EXERCISE =>
Take the entries below and print only the lines from the one with "use std::path::PathBuf;" through the one with "pub type DbResult<T> = Result<T, DbError>;", exactly as they stand, both ends included.

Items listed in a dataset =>
>>>>

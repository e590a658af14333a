//! SQLite connection handling for the contacts store.
//!
//! # Responsibility
//! - Open file or in-memory connections ready for repository use.
//! - Create the `contacts` table when it does not exist yet.
//!
//! # Invariants
//! - A returned connection always carries the `contacts` table.
//! - Schema creation is create-if-absent; existing rows are never touched.

use std::error::Error;
use std::fmt::{Display, Formatter};
use std::path::PathBuf;

mod open;

pub use open::{open_db, open_db_in_memory};

/// `CREATE TABLE IF NOT EXISTS` statement for the contacts table.
pub const CONTACTS_SCHEMA_SQL: &str = include_str!("schema.sql");

pub type DbResult<T> = Result<T, DbError>;

/// Failure while opening a database or preparing its schema.
#[derive(Debug)]
pub enum DbError {
    /// The database file (or in-memory handle) could not be opened.
    Open {
        location: PathBuf,
        source: rusqlite::Error,
    },
    /// Pragmas or the contacts table could not be set up.
    Bootstrap(rusqlite::Error),
    /// Any later SQLite failure.
    Sqlite(rusqlite::Error),
}

impl Display for DbError {
    fn fmt(&self, f: &mut Formatter<'_>) -> std::fmt::Result {
        match self {
            Self::Open { location, source } => {
                write!(f, "cannot open database `{}`: {source}", location.display())
            }
            Self::Bootstrap(err) => write!(f, "cannot prepare contacts schema: {err}"),
            Self::Sqlite(err) => write!(f, "{err}"),
        }
    }
}

impl Error for DbError {
    fn source(&self) -> Option<&(dyn Error + 'static)> {
        match self {
            Self::Open { source, .. } => Some(source),
            Self::Bootstrap(err) | Self::Sqlite(err) => Some(err),
        }
    }
}

impl From<rusqlite::Error> for DbError {
    fn from(value: rusqlite::Error) -> Self {
        Self::Sqlite(value)
    }
}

<<<<

OUTPUT FOR THIS TASK =>
use std::path::PathBuf;

mod open;

pub use open::{open_db, open_db_in_memory};

/// `CREATE TABLE IF NOT EXISTS` statement for the contacts table.
pub const CONTACTS_SCHEMA_SQL: &str = include_str!("schema.sql");

pub type DbResult<T> = Result<T, DbError>;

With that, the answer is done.